It was recently reported that the Chinese government was to ban dog meat sales at the annual Yulin Dog Meat Festival, as a result of mass protests by concerned citizens, local activists and other groups throughout the world, through petitions and social media. In China too, more and more people are rebelling. A Chinese survey of several animal rights organisations shows that the vast majority of respondents are in favour of a ban on the notorious Yulin Festival and on eating dog meat altogether. The Party for the Animals calls upon its members to sign the petition against the sale of dog meat.

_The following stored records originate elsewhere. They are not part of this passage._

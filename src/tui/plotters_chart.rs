//! Plotters-powered revenue trend widget for Ratatui.
//!
//! Why Plotters instead of Ratatui's built-in `Chart` widget?
//! - nicer axis + mesh rendering
//! - less manual work for ticks/labels
//! - easy to extend later (legend, annotations, exportable PNG/SVG backends, etc.)
//!
//! We render Plotters output into the Ratatui buffer using `plotters-ratatui-backend`.

use plotters::prelude::*;
use plotters_ratatui_backend::widget_fn;
use ratatui::{
    buffer::Buffer,
    layout::Rect,
    style::{Color, Style},
    widgets::Widget,
};

/// A lightweight, render-only chart description.
///
/// The widget is intentionally data-driven: the series and bounds are computed
/// outside the render call. This keeps `render()` focused on drawing and makes
/// it easy to test the data prep separately.
pub struct RevenueTrendChart<'a> {
    /// Line series: (day number, summed revenue), date-ordered.
    pub series: &'a [(f64, f64)],
    /// X bounds (day numbers).
    pub x_bounds: [f64; 2],
    /// Y bounds (revenue).
    pub y_bounds: [f64; 2],
    /// Axis labels (kept simple for terminal rendering).
    pub x_label: &'a str,
    pub y_label: &'a str,
    /// Formatting of tick labels.
    pub fmt_x: fn(f64) -> String,
    pub fmt_y: fn(f64) -> String,
}

impl<'a> Widget for RevenueTrendChart<'a> {
    fn render(self, area: Rect, buf: &mut Buffer) {
        // When the available area is too small, Plotters may fail to build a chart.
        // In that case, we render a small hint rather than panicking.
        if area.width < 20 || area.height < 8 {
            buf.set_string(
                area.x,
                area.y,
                "Chart area too small (resize terminal).",
                Style::default().fg(Color::Yellow),
            );
            return;
        }

        let x0 = self.x_bounds[0];
        let x1 = self.x_bounds[1];
        let y0 = self.y_bounds[0];
        let y1 = self.y_bounds[1];

        if !(x0.is_finite() && x1.is_finite() && y0.is_finite() && y1.is_finite())
            || x1 <= x0
            || y1 <= y0
        {
            return;
        }

        // `plotters-ratatui-backend` draws Plotters primitives via Ratatui's
        // `Canvas` widget, which ultimately writes to the terminal buffer.
        //
        // We delegate rendering to the crate-provided widget helper to avoid
        // coupling our code to its internal backend types.
        let widget = widget_fn(move |root| {
            let mut chart = ChartBuilder::on(&root)
                // Small margins keep the chart readable without wasting space.
                .margin(1)
                // Terminal cells are low-res, so keep label areas compact.
                .set_label_area_size(LabelAreaPosition::Left, 7)
                .set_label_area_size(LabelAreaPosition::Bottom, 3)
                .build_cartesian_2d(x0..x1, y0..y1)?;

            // Axes + tick labels.
            //
            // We disable the mesh lines to reduce visual clutter in low-resolution
            // terminal rendering; the axes + labels are enough for a trend line.
            chart
                .configure_mesh()
                .disable_x_mesh()
                .disable_y_mesh()
                .x_desc(self.x_label)
                .y_desc(self.y_label)
                .x_labels(5)
                .y_labels(5)
                .x_label_formatter(&|v| (self.fmt_x)(*v))
                .y_label_formatter(&|v| (self.fmt_y)(*v))
                .label_style(("sans-serif", 10).into_font().color(&WHITE))
                .axis_style(&WHITE)
                .bold_line_style(&WHITE)
                .draw()?;

            // High-contrast palette for terminal readability.
            let line_color = RGBColor(0, 255, 255); // cyan

            chart.draw_series(LineSeries::new(self.series.iter().copied(), &line_color))?;

            // Mark the observed days on top of the line so sparse selections
            // (few dates) still read as data points rather than a bare edge.
            chart.draw_series(
                self.series
                    .iter()
                    .map(|&(x, y)| Pixel::new((x, y), WHITE)),
            )?;

            Ok(())
        });

        widget.render(area, buf);
    }
}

At the annual Yulin Festival on 21 June, around 10,000 dogs are slaughtered and eaten by visitors of the festival. Contrary to popular belief, the Yulin festival is not a traditional event but one invented in 2009. Many of the dogs are stolen pets. As many of the animals are seriously ill or injured, the dog meat trade poses a serious threat to public health considering the risk of rabies and cholera.
Animal welfare organisations report that, despite promises of the Chinese authorities to fight against the sale of dog meat, the ban is barely maintained. That is why the Party for the Animals and other organisations involved have called on their members to keep signing the Avaaz petition against Yulin, in order to put pressure on the Chinese government to uphold the ban. Since the Party for the Animals’ appeal of 28 June, over 4,000 supporters of the Dutch Party for the Animals have already signed the petition. Worldwide, millions of signatures have been collected.
Chinese activists point out that although the ban on dog meat sales at the Yulin Festival is a good step forward, we must not forget about the even bigger issue of the daily dog meat trade throughout the entire country. This problem needs a holistic and consistent approach, according to the activists.